Medical experts have long stressed that physical activity can make you happier and healthier – and that engaging in regular exercise like running can increase your cardiovascular fitness, develop your muscular strength, finesse your cognitive performance, enhance your sense of wellbeing and much more.
But now, a new study published in the Annals of Behavioral Medicine has found that you don’t have to run hard, fast or far in order to give your health a decent boost. Instead, according to researchers, completing even daily tasks like walking and household chores can help you – and your brain – to stay young.
This is particularly positive news for those who are building up to running with walking, or looking to lead a generally more active life. But how might walking slow down ageing? And how can you do more steps in a day? Here’s what to know.
What did the study find?
For the study, which was published in October, researchers had 204 participants answer a small number of questions on their phones each day, for a nine-day period. Over the course of the study, the subjects checked in and reported back six times a day – which is about every 3.5 hours.

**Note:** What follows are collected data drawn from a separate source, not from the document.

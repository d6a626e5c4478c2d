use std::marker::PhantomData;

use slotmap::new_key_type;

new_key_type! {
    /// Opaque identifier for a node stored in the tree arena.
    pub struct NodeId;
}

/// Type-safe wrapper around a node identifier tied to a widget type.
#[derive(Debug, PartialEq, Eq, Hash)]
pub struct TypedId<T> {
    /// Untyped node identifier.
    id: NodeId,
    /// Marker for the widget type.
    _marker: PhantomData<fn() -> T>,
}

impl<T> TypedId<T> {
    /// Wrap an untyped node identifier.
    pub fn new(id: NodeId) -> Self {
        Self {
            id,
            _marker: PhantomData,
        }
    }

    /// The untyped identifier.
    pub fn id(&self) -> NodeId {
        self.id
    }
}

impl<T> Clone for TypedId<T> {
    fn clone(&self) -> Self {
        *self
    }
}

impl<T> Copy for TypedId<T> {}

impl<T> From<TypedId<T>> for NodeId {
    fn from(value: TypedId<T>) -> Self {
        value.id
    }
}
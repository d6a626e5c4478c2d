//! Layout host: render region, adaptive scaling, and pass options.

use geom::{Measure, Size};
use serde::{Deserialize, Serialize};

use crate::error::{Error, Result};

/// Scales authored pixel values to the render size.
///
/// With an ideal width, pixel values are multiplied by
/// `render width / ideal width`; likewise for height. When both are set and
/// `use_smallest_ideal` is true, the smaller factor wins.
#[derive(Debug, Clone, Copy, PartialEq, Default, Serialize, Deserialize)]
#[serde(default)]
pub struct AdaptiveScaling {
    /// Width the UI was authored for.
    pub ideal_width: Option<f32>,
    /// Height the UI was authored for.
    pub ideal_height: Option<f32>,
    /// Use the smaller of the two factors.
    pub use_smallest_ideal: bool,
}

impl AdaptiveScaling {
    /// Scale factor for a render size, or `None` when scaling is off.
    pub fn factor(&self, size: Size) -> Option<f32> {
        let w = self.ideal_width.filter(|w| *w > 0.0).map(|w| size.width / w);
        let h = self.ideal_height.filter(|h| *h > 0.0).map(|h| size.height / h);
        match (w, h) {
            (Some(w), Some(h)) if self.use_smallest_ideal => Some(w.min(h)),
            (Some(w), _) => Some(w),
            (None, h) => h,
        }
    }
}

/// Options for the layout pass.
#[derive(Debug, Clone, Copy, PartialEq, Eq, Serialize, Deserialize)]
#[serde(default)]
pub struct LayoutOptions {
    /// Maximum measure iterations per control and pass.
    pub max_layout_cycle: usize,
    /// Log an error when a control exhausts its iterations.
    pub log_layout_cycle_errors: bool,
}

impl Default for LayoutOptions {
    fn default() -> Self {
        Self {
            max_layout_cycle: 3,
            log_layout_cycle_errors: true,
        }
    }
}

impl LayoutOptions {
    /// Check option ranges.
    pub fn validate(&self) -> Result<()> {
        if self.max_layout_cycle == 0 {
            return Err(Error::Config("max_layout_cycle must be at least 1".into()));
        }
        Ok(())
    }
}

/// Serializable host configuration.
#[derive(Debug, Clone, Copy, PartialEq, Default, Serialize, Deserialize)]
#[serde(default)]
pub struct HostConfig {
    /// Adaptive scaling settings.
    pub scaling: AdaptiveScaling,
    /// Layout pass options.
    pub layout: LayoutOptions,
}

impl HostConfig {
    /// Load and validate a configuration from JSON.
    pub fn from_json(s: &str) -> Result<Self> {
        let config: Self = serde_json::from_str(s)?;
        config.layout.validate()?;
        Ok(config)
    }
}

/// The surface a tree is laid out on.
#[derive(Debug, Clone, Copy, PartialEq, Default)]
pub struct Host {
    /// Render size in pixels.
    pub size: Size,
    /// Adaptive scaling settings.
    pub scaling: AdaptiveScaling,
    /// Layout pass options.
    pub options: LayoutOptions,
}

impl Host {
    /// A host of the given size with default settings.
    pub fn new(size: Size) -> Self {
        Self {
            size,
            ..Self::default()
        }
    }

    /// A host of the given size configured from `config`.
    pub fn from_config(size: Size, config: HostConfig) -> Self {
        Self {
            size,
            scaling: config.scaling,
            options: config.layout,
        }
    }

    /// Builder: set adaptive scaling.
    pub fn with_scaling(mut self, scaling: AdaptiveScaling) -> Self {
        self.scaling = scaling;
        self
    }

    /// Builder: set layout options.
    pub fn with_options(mut self, options: LayoutOptions) -> Self {
        self.options = options;
        self
    }

    /// Current adaptive scale factor.
    pub fn scale(&self) -> Option<f32> {
        self.scaling.factor(self.size)
    }

    /// The region handed to the root control.
    pub fn region(&self) -> Measure {
        self.size.measure()
    }
}

#[cfg(test)]
mod tests {
    use super::*;

    #[test]
    fn factor_variants() {
        let size = Size::new(1000.0, 400.0);
        assert_eq!(AdaptiveScaling::default().factor(size), None);
        let both = AdaptiveScaling {
            ideal_width: Some(500.0),
            ideal_height: Some(400.0),
            use_smallest_ideal: false,
        };
        assert_eq!(both.factor(size), Some(2.0));
        let smallest = AdaptiveScaling {
            use_smallest_ideal: true,
            ..both
        };
        assert_eq!(smallest.factor(size), Some(1.0));
        let height_only = AdaptiveScaling {
            ideal_height: Some(200.0),
            ..AdaptiveScaling::default()
        };
        assert_eq!(height_only.factor(size), Some(2.0));
    }

    #[test]
    fn config_from_json() -> Result<()> {
        let config = HostConfig::from_json(
            r#"{"scaling": {"ideal_width": 800.0}, "layout": {"max_layout_cycle": 5}}"#,
        )?;
        assert_eq!(config.scaling.ideal_width, Some(800.0));
        assert_eq!(config.layout.max_layout_cycle, 5);
        assert!(config.layout.log_layout_cycle_errors);
        assert_eq!(HostConfig::from_json("{}")?, HostConfig::default());

        let host = Host::from_config(Size::new(1600.0, 900.0), config);
        assert_eq!(host.scale(), Some(2.0));
        assert_eq!(host.options.max_layout_cycle, 5);
        Ok(())
    }

    #[test]
    fn config_rejects_zero_cycles() {
        let err = HostConfig::from_json(r#"{"layout": {"max_layout_cycle": 0}}"#);
        assert!(matches!(err, Err(Error::Config(_))));
        assert!(matches!(
            HostConfig::from_json("not json"),
            Err(Error::Config(_))
        ));
    }
}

When reporting back, participants shared whether or not they had been physically active since their last check-in. If so, they ranked their physical exercise as light, moderate or vigorous. (For context, walking was considered a ‘light’ activity, while running was considered ‘vigorous’.) After that, the participants were asked to play two brain games which looked at their cognitive processing speed and working memory.
The researchers found that when the participants were physically active – even lightly – between check-ins, they had cognitive processing speeds equivalent to someone four years younger.
Does walking slow down cognitive decline?
Since we are only looking at one study, it is hard to say that this is definitely the case. However, the new research does suggest that doing any kind of light exercise regularly, such as walking or doing housework, could give your brain a consistent boost – and this may help to keep it young.
‘Our findings suggest that engaging in everyday physical activity of any intensity level may have short-term, acute benefits for cognitive health and point to new potential targets for intervention,’ concluded the researchers.
Jonathan Hakun, one of the study’s researchers and an assistant professor of neurology and psychology at the Penn State College of Medicine, added that everyday movement like walking ‘may have some direct impact on cognitive health’.
What are the health benefits of walking?
As with running, you can reap a wealth of health rewards when you make walking a regular part of your daily routine.
For a start, it’s a highly accessible form of cardiovascular exercise that is doable for most people. That said, walking is still a weight-baring activity, which can help to promote healthy bone density and mobility.
Various studies have also concluded that walking can help to lift your mood, improve your heart health and lower your risk of developing diabetes and other chronic illnesses like cardiovascular disease. In fact, research has found that a person lowers their systolic blood pressure (the number at the top) by about 0.45 points for every 1,000 steps that they take each day. Meanwhile, another study purports that walking may help you to live longer.
How can I add more walking into my day?
The best way to do more walking is to simply aim to increase your step count – and you may be pleased to know that you don’t have to bash out a huge amount of walking all at once. Rather, you can still benefit from doing smaller blocks of walking and light activity throughout the day, whether that involves taking the stairs or walking rather than driving to the shops or a friend’s house. You can even just go for a short walk in the morning or evening to try to get in some extra steps.
If you struggle to get outside each day, then you can still increase your step count indoors. You can walk on a treadmill (they aren’t exclusively designed for running) if you have access to one at home or a nearby gym, or get yourself a walking pad. Easy to squeeze under a work station, walking pads help you to stay active during the working day if you otherwise find yourself sat, probably slumped, at a desk.
A common and popular goal is to walk – or indeed run – 10,000 steps a day, and we have some expert-led tips on how to walk your way to this daily milestone. Ultimately, though, just do your best – as this new study points out, any activity is good for your brain.